Unwed girls in our society don't because society crucifies them for their carelessness, recklessness, and complete disregard of moral and religious values.

I'm convinced that the girls who abandoned their babies are no criminals but were driven to criminal acts by the situation they were in. By their sense of helplessness and desperation.

That said, their act of abandoning babies cannot be condoned. Still, I can never look at them as criminals.

So what do we do? Keep on getting worked up every time a case of baby-dumping is reported?

At this stage, we can blame everyone and everything, but that's not going to save the babies because the world will still go round and crimes get committed.

The fact is, that latest statistic on baby dumping will not be the last.

So, ours should not be to moralise. Ours is to help better society in the best way we know how. And society must want to be helped.

Sure, we should be educating our kids on sex and related subjects. Even this is being debated and no decision is likely to be made soon.

Everyone's doing their bit to educate society on compassion and humanity.

Any positive and constructive outcome will not be immediate because we are made up of diverse people of diverse beliefs and convictions -- not all of them good.

Meanwhile, we have unwed girls getting pregnant and dumping their babies, a serious problem with no solution in sight, except the fast and furious from moralists and the religious right. Which is a solu-tion either impractical or unacceptable.

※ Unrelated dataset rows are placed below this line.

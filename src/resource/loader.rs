use std::future::Future;
use std::sync::Arc;

use tokio_util::sync::CancellationToken;
use url::Url;

use crate::foundation::core::Bitmap;
use crate::resource::backend::ResourceBackend;
use crate::resource::map::ImageResource;

/// Which storage layer satisfied a resolution.
#[derive(Clone, Copy, Debug, PartialEq, Eq)]
pub enum ResolvedFrom {
    Memory,
    Disk,
    Network,
}

/// Result of one resolution task.
#[derive(Clone, Debug)]
pub enum ResolveOutcome {
    Resolved(Bitmap, ResolvedFrom),
    /// Every layer missed or failed; the displayer keeps its placeholder.
    Missing,
    Cancelled,
}

/// Resolves image resources through memory, then disk, then network.
#[derive(Clone)]
pub struct ResourceLoader {
    backend: Arc<dyn ResourceBackend>,
    runtime: tokio::runtime::Handle,
}

impl ResourceLoader {
    pub fn new(backend: Arc<dyn ResourceBackend>, runtime: tokio::runtime::Handle) -> Self {
        Self { backend, runtime }
    }

    /// Synchronous memory-layer lookup.
    pub fn cached(&self, url: &Url) -> Option<Bitmap> {
        self.backend.memory_get(url)
    }

    /// Resolve one resource. Yields at most one image; failures yield `None`.
    pub fn resolve(&self, resource: ImageResource) -> impl Future<Output = Option<Bitmap>> + Send {
        let backend = Arc::clone(&self.backend);
        async move {
            resolve_layers(backend.as_ref(), &resource)
                .await
                .map(|(image, _)| image)
        }
    }

    /// Run a resolution on the runtime and report exactly one outcome through `done`.
    pub(crate) fn spawn_resolve<F>(
        &self,
        resource: ImageResource,
        cancel: CancellationToken,
        done: F,
    ) where
        F: FnOnce(ResolveOutcome) + Send + 'static,
    {
        let backend = Arc::clone(&self.backend);
        self.runtime.spawn(async move {
            let outcome = tokio::select! {
                biased;
                _ = cancel.cancelled() => ResolveOutcome::Cancelled,
                r = resolve_layers(backend.as_ref(), &resource) => match r {
                    Some((image, from)) => ResolveOutcome::Resolved(image, from),
                    None => ResolveOutcome::Missing,
                },
            };
            done(outcome);
        });
    }
}

async fn resolve_layers(
    backend: &dyn ResourceBackend,
    resource: &ImageResource,
) -> Option<(Bitmap, ResolvedFrom)> {
    let url = &resource.url;
    if let Some(image) = backend.memory_get(url) {
        return Some((image, ResolvedFrom::Memory));
    }

    if let Some(image) = backend.disk_get(url).await {
        backend.memory_put(url, image.clone());
        return Some((image, ResolvedFrom::Disk));
    }

    match backend.network_fetch(resource).await {
        Ok(image) => {
            backend.memory_put(url, image.clone());
            if let Err(e) = backend.disk_put(url, image.clone()).await {
                tracing::warn!(%url, error = %e, "failed to persist fetched image");
            }
            Some((image, ResolvedFrom::Network))
        }
        Err(e) => {
            tracing::debug!(%url, error = %e, "image resource unavailable");
            None
        }
    }
}

#[cfg(test)]
#[path = "../../tests/unit/resource/loader.rs"]
mod tests;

We can debate what is wrong with our rapidly changing society in a rapidly moving economy until, as they say "the cows come home", and we'd still be arguing the petty points, going nowhere, achieving nothing.

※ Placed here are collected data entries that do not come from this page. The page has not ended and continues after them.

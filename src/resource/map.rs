use url::Url;

/// Handle of an image-displaying element inside a surface.
///
/// The surface adapter owns the displayers; the engine only addresses them by id.
#[derive(Clone, Copy, Debug, PartialEq, Eq, Hash, PartialOrd, Ord)]
pub struct DisplayerId(pub u32);

/// Pixel size an image resource is requested at.
#[derive(Clone, Copy, Debug, PartialEq, Eq, Hash, serde::Serialize, serde::Deserialize)]
pub struct ImageSize {
    pub width: u32,
    pub height: u32,
}

impl ImageSize {
    pub const fn new(width: u32, height: u32) -> Self {
        Self { width, height }
    }
}

/// An externally fetched image a rendering depends on.
#[derive(Clone, Debug, PartialEq, Eq, Hash)]
pub struct ImageResource {
    pub url: Url,
    /// Requested size variant. `None` keeps the source dimensions.
    pub size: Option<ImageSize>,
}

impl ImageResource {
    pub fn new(url: Url, size: Option<ImageSize>) -> Self {
        Self { url, size }
    }
}

#[derive(Clone, Debug, PartialEq, Eq)]
pub struct ResourceEntry {
    pub displayer: DisplayerId,
    pub resource: ImageResource,
}

/// Resources one rendering depends on, one entry per displayer, in insertion order.
#[derive(Clone, Debug, Default, PartialEq, Eq)]
pub struct ResourceMap {
    entries: Vec<ResourceEntry>,
}

impl ResourceMap {
    pub fn new() -> Self {
        Self::default()
    }

    /// Register that `displayer` shows the image at `url`. A missing URL registers nothing, so
    /// callers can pass optional fields straight through.
    pub fn set_image_url(
        &mut self,
        displayer: DisplayerId,
        url: Option<Url>,
        size: Option<ImageSize>,
    ) -> &mut Self {
        if let Some(url) = url {
            self.entries.push(ResourceEntry {
                displayer,
                resource: ImageResource::new(url, size),
            });
        }
        self
    }

    pub fn with(mut self, displayer: DisplayerId, url: Url, size: Option<ImageSize>) -> Self {
        self.set_image_url(displayer, Some(url), size);
        self
    }

    pub fn iter(&self) -> std::slice::Iter<'_, ResourceEntry> {
        self.entries.iter()
    }

    pub fn displayers(&self) -> impl Iterator<Item = DisplayerId> + '_ {
        self.entries.iter().map(|e| e.displayer)
    }

    pub fn len(&self) -> usize {
        self.entries.len()
    }

    pub fn is_empty(&self) -> bool {
        self.entries.is_empty()
    }
}

impl<'a> IntoIterator for &'a ResourceMap {
    type Item = &'a ResourceEntry;
    type IntoIter = std::slice::Iter<'a, ResourceEntry>;

    fn into_iter(self) -> Self::IntoIter {
        self.entries.iter()
    }
}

Baby hatches are not new. They have been in existence through the centuries, from medieval times. The reason for their existence was and still is, to rescue and save unwanted babies.

The baby hatch in Petaling Jaya, opened on May 30, is modelled on similar services in Germany, Pakistan and Japan.

The hatch has a small door which opens to an incubator bed on which a mother can place her baby.

Once the door is closed an alarm bell will alert the NGO's staff to the baby's presence, after the mother has left.

Now that it is in operation, OrphanCARE and the Women, Family and Community Development Ministry, which is supporting this initiative, should work on details and procedures affecting follow-up action on the adoption of these babies.

The baby hatch is not a permanent solution. It was never meant to be. But it is clearly the most practical solution under the circumstances as it offers safety and security for these babies, and the women who feel that they have no other option.

Until and unless we can make right the wrong in our society, a hatch that rescues and saves babies will have to do.